* _EXERCISE AIM_
Going through the records that follow, please count the lines with "match" in them and give only the count.

* _EXERCISE INPUTS_
//! CLI subcommands: card, setup, edit, init, config, logs, and config loading.

use anyhow::{Context, Result};
use std::path::{Path, PathBuf};
use std::sync::Arc;

use super::LogCommands;
use super::handler::{CliHandler, Outcome};
use crate::config::Config;
use crate::error::ProfileKitError;
use crate::profile::{ConnectionStatus, Profile, ProfileDraft};
use crate::services::{ProfileService, SimulatedProfileService};
use crate::tui::{self, App, ProfileCard, ProfileEdit, ProfileSetup, Screen, SetupLayout, Theme};

/// Load configuration from file or defaults
pub async fn load_config(config_path: Option<&str>) -> Result<Config> {
    let config = if let Some(path) = config_path {
        tracing::info!("Loading configuration from custom path: {}", path);
        Config::load_from_path(path)?
    } else {
        tracing::debug!("Loading default configuration");
        Config::load()?
    };

    // Validate configuration
    config.validate()?;

    Ok(config)
}

/// Read a JSON profile draft
pub(crate) fn read_draft(path: &Path) -> crate::error::Result<ProfileDraft> {
    let contents = std::fs::read_to_string(path)?;
    let mut draft: ProfileDraft = serde_json::from_str(&contents)?;
    draft.refresh_avatar_preview();
    Ok(draft)
}

fn load_draft(from: Option<PathBuf>) -> Result<ProfileDraft> {
    match from {
        Some(path) => read_draft(&path)
            .with_context(|| format!("Failed to read profile from {}", path.display())),
        None => Ok(Profile::sample().draft),
    }
}

fn build_app(config: &Config, screen: Screen) -> App<CliHandler> {
    let service: Arc<dyn ProfileService> =
        Arc::new(SimulatedProfileService::new(config.simulation.latency()));
    App::new(screen, CliHandler::default(), service)
        .with_theme(Theme::from_accent(config.ui.accent))
}

/// Text printed once the terminal is restored
fn outcome_report(outcome: &Outcome) -> crate::error::Result<Option<String>> {
    match outcome {
        Outcome::Completed(draft) | Outcome::Saved(draft) => {
            Ok(Some(serde_json::to_string_pretty(draft)?))
        }
        Outcome::Open | Outcome::Closed | Outcome::Back => Ok(None),
    }
}

/// Show a profile card
pub(crate) async fn cmd_card(
    config: &Config,
    from: Option<PathBuf>,
    status: ConnectionStatus,
) -> Result<()> {
    let profile = Profile::new(load_draft(from)?, status);
    tracing::info!("Showing card for {:?} ({:?})", profile.draft.name, status);

    let app = build_app(config, Screen::Card(ProfileCard::new(profile)));
    let handler = tui::run(app, config.ui.tick_rate()).await?;

    for action in &handler.actions {
        println!("{}", action);
    }
    Ok(())
}

/// Run the setup wizard and print the completed draft
pub(crate) async fn cmd_setup(config: &Config, page: bool) -> Result<()> {
    let layout = if page {
        SetupLayout::Page
    } else {
        SetupLayout::Modal
    };
    let app = build_app(config, Screen::Setup(ProfileSetup::new(layout)));
    let handler = tui::run(app, config.ui.tick_rate()).await?;

    match outcome_report(&handler.outcome)? {
        Some(json) => println!("{}", json),
        None => eprintln!("Profile setup cancelled"),
    }
    Ok(())
}

/// Run the edit modal and print the saved draft
pub(crate) async fn cmd_edit(config: &Config, from: Option<PathBuf>) -> Result<()> {
    let draft = load_draft(from)?;
    let app = build_app(config, Screen::Edit(ProfileEdit::new(draft)));
    let handler = tui::run(app, config.ui.tick_rate()).await?;

    match outcome_report(&handler.outcome)? {
        Some(json) => println!("{}", json),
        None => eprintln!("No changes saved"),
    }
    Ok(())
}

/// Initialize configuration file
pub(crate) async fn cmd_init(force: bool) -> Result<()> {
    let config_path =
        Config::system_config_path().context("Could not determine config directory")?;

    // Check if config already exists
    if config_path.exists() && !force {
        anyhow::bail!(
            "Configuration file already exists at: {}\nUse --force to overwrite",
            config_path.display()
        );
    }

    Config::default().save(&config_path)?;

    println!("Configuration initialized at: {}", config_path.display());
    println!("Edit [simulation] latency_ms to change how long saves take.");
    Ok(())
}

/// Show configuration
pub(crate) async fn cmd_config(config: &Config) -> Result<()> {
    let rendered = toml::to_string_pretty(config).map_err(ProfileKitError::from)?;

    if let Some(path) = Config::system_config_path() {
        println!("# System config: {}", path.display());
    }
    println!("{}", rendered);
    Ok(())
}

/// Log management operations
pub(crate) async fn cmd_logs(operation: LogCommands) -> Result<()> {
    use crate::logging;

    let log_dir = logging::default_log_dir();

    match operation {
        LogCommands::Status => {
            println!("Log directory: {}", log_dir.display());
            if let Some(active) = logging::get_log_path() {
                println!("Active log: {}", active.display());
            }

            if log_dir.exists() {
                let mut file_count = 0;
                let mut total_size = 0u64;
                for entry in std::fs::read_dir(&log_dir)? {
                    let entry = entry?;
                    if entry.path().extension().is_some_and(|e| e == "log") {
                        file_count += 1;
                        total_size += entry.metadata().map(|m| m.len()).unwrap_or(0);
                    }
                }
                println!("Log files: {}", file_count);
                println!("Total size: {:.2} KB", total_size as f64 / 1024.0);
            } else {
                println!("No logs found. Run with -d to enable debug logging.");
            }
            Ok(())
        }
        LogCommands::Clean { days } => {
            let removed = logging::cleanup_logs_in(&log_dir, days)?;
            println!("Removed {} log file(s) older than {} day(s)", removed, days);
            Ok(())
        }
    }
}
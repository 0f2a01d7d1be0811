#[allow(unused_imports)]
#[macro_use]
extern crate approx;

pub mod align;
pub mod base;
pub mod geometry;
pub mod isomorphism;
mod replace;
mod scheme;

use rand::Rng;

pub use base::{Atom, Bond, BondGraph, Crystal, Lattice, Position, Species, XtalError};
pub use isomorphism::{Location, Search, SearchOptions};
pub use replace::substructure_replace;
pub use scheme::{OrientationChoice, ReplaceOptions};

/// Locate every occurrence of `query` as a subgraph of `parent`, grouped
/// into locations and orientations.
pub fn substructure_search(query: &Crystal, parent: &Crystal, options: &SearchOptions) -> Search {
    Search::new(query, parent, options)
}

/// Convenience sugar equivalent to [`substructure_search`] followed by
/// [`substructure_replace`].
pub fn replace(
    parent: &Crystal,
    query: &Crystal,
    replacement: &Crystal,
    search_options: &SearchOptions,
    replace_options: &ReplaceOptions,
    rng: &mut impl Rng,
) -> Result<Crystal, XtalError> {
    let search = substructure_search(query, parent, search_options);
    substructure_replace(&search, replacement, replace_options, rng)
}

/// Idiomatic Rust stand-in for the source language's infix membership
/// overload (`query in parent`): a thin wrapper over
/// [`substructure_search`] that only asks "does any match exist?".
pub trait CrystalExt {
    fn contains_substructure(&self, query: &Crystal, options: &SearchOptions) -> bool;
}

impl CrystalExt for Crystal {
    fn contains_substructure(&self, query: &Crystal, options: &SearchOptions) -> bool {
        substructure_search(query, self, options).nb_isomorphisms() > 0
    }
}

* _YOUR RESPONSE_
6